• _WHAT TO DO_
Needed from the data below: every line from the one with "use crate::lifecycle::Job;" up to and including the one with "use tracing::debug;", repeated exactly and with nothing else.

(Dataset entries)
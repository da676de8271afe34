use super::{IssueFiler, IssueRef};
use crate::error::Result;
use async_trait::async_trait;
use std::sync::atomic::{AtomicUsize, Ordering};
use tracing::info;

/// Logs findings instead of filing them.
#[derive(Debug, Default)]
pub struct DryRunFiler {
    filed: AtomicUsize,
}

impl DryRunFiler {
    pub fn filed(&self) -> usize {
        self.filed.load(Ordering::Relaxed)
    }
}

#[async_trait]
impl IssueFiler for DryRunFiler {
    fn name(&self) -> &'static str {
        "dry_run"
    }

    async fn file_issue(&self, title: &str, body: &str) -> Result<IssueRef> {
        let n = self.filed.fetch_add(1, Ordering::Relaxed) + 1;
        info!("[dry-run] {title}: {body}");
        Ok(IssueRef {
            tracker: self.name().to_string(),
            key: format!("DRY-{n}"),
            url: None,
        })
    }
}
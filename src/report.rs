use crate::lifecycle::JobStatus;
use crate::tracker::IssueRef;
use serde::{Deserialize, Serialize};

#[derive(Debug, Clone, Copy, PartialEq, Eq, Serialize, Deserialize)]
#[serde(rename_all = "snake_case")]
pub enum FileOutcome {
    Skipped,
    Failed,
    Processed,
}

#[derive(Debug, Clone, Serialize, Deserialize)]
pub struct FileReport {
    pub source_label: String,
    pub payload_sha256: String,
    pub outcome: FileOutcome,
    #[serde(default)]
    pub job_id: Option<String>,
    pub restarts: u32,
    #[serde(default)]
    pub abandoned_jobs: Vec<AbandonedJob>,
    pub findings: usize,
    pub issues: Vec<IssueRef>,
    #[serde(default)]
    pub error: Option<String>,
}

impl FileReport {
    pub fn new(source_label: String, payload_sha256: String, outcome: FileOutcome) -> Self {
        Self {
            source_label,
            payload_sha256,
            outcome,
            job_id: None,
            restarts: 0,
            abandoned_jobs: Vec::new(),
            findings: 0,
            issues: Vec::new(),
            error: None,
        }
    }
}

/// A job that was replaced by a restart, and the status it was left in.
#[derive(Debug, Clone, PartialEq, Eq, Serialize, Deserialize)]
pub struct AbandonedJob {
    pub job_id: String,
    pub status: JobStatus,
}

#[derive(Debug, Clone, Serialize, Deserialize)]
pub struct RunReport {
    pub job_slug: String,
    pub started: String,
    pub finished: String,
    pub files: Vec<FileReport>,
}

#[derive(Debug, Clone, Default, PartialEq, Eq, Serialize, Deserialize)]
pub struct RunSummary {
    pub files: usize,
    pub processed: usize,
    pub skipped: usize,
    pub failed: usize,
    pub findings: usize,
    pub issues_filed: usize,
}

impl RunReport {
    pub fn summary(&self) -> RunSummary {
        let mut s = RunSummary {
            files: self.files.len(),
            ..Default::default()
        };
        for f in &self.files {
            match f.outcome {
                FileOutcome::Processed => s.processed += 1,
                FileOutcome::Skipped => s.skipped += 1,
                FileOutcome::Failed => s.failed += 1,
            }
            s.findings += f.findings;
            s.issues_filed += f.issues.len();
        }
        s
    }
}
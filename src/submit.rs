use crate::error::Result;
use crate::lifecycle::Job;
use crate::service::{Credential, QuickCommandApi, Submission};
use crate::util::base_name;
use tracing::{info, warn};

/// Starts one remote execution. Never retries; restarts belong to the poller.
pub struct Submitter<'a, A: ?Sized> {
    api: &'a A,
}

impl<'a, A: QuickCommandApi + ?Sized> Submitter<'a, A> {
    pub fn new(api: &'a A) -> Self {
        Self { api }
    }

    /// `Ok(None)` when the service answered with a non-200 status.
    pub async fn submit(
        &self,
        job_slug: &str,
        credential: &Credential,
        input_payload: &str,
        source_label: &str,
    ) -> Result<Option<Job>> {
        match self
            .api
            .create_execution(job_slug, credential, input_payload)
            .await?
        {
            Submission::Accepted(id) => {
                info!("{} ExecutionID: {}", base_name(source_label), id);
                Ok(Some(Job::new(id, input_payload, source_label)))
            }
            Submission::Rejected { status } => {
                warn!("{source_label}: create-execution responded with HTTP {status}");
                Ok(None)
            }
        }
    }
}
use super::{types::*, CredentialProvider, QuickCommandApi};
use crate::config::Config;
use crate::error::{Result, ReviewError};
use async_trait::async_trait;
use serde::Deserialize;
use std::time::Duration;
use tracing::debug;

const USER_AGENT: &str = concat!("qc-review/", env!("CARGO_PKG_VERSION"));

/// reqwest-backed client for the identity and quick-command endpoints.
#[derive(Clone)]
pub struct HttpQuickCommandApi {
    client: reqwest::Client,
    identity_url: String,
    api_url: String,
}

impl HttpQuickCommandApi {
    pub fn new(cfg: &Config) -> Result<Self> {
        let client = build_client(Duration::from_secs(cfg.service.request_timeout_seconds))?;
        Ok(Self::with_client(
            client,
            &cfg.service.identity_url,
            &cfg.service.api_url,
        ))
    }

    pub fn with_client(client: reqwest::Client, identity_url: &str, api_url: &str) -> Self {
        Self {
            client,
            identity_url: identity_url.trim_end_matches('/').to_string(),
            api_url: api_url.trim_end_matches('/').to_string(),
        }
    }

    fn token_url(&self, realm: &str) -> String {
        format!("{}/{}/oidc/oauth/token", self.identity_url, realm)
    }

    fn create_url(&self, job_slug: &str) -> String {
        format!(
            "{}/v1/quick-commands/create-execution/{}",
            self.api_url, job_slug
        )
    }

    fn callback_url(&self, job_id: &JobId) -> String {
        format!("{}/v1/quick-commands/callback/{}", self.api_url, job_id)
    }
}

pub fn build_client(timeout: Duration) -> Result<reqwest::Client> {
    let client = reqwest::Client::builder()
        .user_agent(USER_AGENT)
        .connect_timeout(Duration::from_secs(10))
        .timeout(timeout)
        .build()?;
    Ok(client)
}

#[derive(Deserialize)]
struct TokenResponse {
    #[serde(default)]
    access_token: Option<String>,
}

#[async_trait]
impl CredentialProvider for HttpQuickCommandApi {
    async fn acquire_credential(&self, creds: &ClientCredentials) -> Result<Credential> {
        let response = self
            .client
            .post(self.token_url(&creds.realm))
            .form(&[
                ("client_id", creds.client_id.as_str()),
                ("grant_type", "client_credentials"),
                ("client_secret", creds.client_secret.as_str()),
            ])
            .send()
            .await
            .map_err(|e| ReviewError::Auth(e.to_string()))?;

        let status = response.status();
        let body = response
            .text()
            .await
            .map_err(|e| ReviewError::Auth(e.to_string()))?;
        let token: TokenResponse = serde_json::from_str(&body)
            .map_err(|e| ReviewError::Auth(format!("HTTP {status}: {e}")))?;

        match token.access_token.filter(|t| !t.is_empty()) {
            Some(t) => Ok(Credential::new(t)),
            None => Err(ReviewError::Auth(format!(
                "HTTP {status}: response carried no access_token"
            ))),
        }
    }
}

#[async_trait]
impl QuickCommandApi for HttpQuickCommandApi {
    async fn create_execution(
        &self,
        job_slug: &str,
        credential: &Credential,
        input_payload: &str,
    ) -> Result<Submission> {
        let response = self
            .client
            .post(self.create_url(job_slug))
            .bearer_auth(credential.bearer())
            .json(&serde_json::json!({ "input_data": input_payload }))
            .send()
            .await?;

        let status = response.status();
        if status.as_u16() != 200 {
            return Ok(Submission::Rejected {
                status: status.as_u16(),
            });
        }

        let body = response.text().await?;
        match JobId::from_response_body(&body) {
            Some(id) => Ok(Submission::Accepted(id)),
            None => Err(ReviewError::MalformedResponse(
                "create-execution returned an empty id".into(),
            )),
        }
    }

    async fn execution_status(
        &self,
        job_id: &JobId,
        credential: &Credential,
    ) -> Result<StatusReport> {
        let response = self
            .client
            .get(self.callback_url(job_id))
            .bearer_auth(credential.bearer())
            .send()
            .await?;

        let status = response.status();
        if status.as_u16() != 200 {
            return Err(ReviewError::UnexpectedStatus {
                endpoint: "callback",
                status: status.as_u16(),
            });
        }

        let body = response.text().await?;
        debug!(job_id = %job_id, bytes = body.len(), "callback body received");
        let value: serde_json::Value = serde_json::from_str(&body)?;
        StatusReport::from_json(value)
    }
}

• _EXERCISE RESULT_
use crate::lifecycle::Job;
use crate::service::{Credential, QuickCommandApi, Submission};
use crate::util::base_name;
use tracing::{info, warn};

/// Starts one remote execution. Never retries; restarts belong to the poller.
pub struct Submitter<'a, A: ?Sized> {
    api: &'a A,
}

impl<'a, A: QuickCommandApi + ?Sized> Submitter<'a, A> {
    pub fn new(api: &'a A) -> Self {
        Self { api }
    }

    /// `Ok(None)` when the service answered with a non-200 status.
    pub async fn submit(
        &self,
        job_slug: &str,
        credential: &Credential,
        input_payload: &str,
        source_label: &str,
    ) -> Result<Option<Job>> {
        match self
            .api
            .create_execution(job_slug, credential, input_payload)
            .await?
        {
            Submission::Accepted(id) => {
                info!("{} ExecutionID: {}", base_name(source_label), id);
                Ok(Some(Job::new(id, input_payload, source_label)))
            }
            Submission::Rejected { status } => {
                warn!("{source_label}: create-execution responded with HTTP {status}");
                Ok(None)
            }
        }
    }
}
use super::{types::*, CredentialProvider, QuickCommandApi};
use crate::config::Config;
use crate::error::{Result, ReviewError};
use async_trait::async_trait;
use serde::Deserialize;
use std::time::Duration;
use tracing::debug;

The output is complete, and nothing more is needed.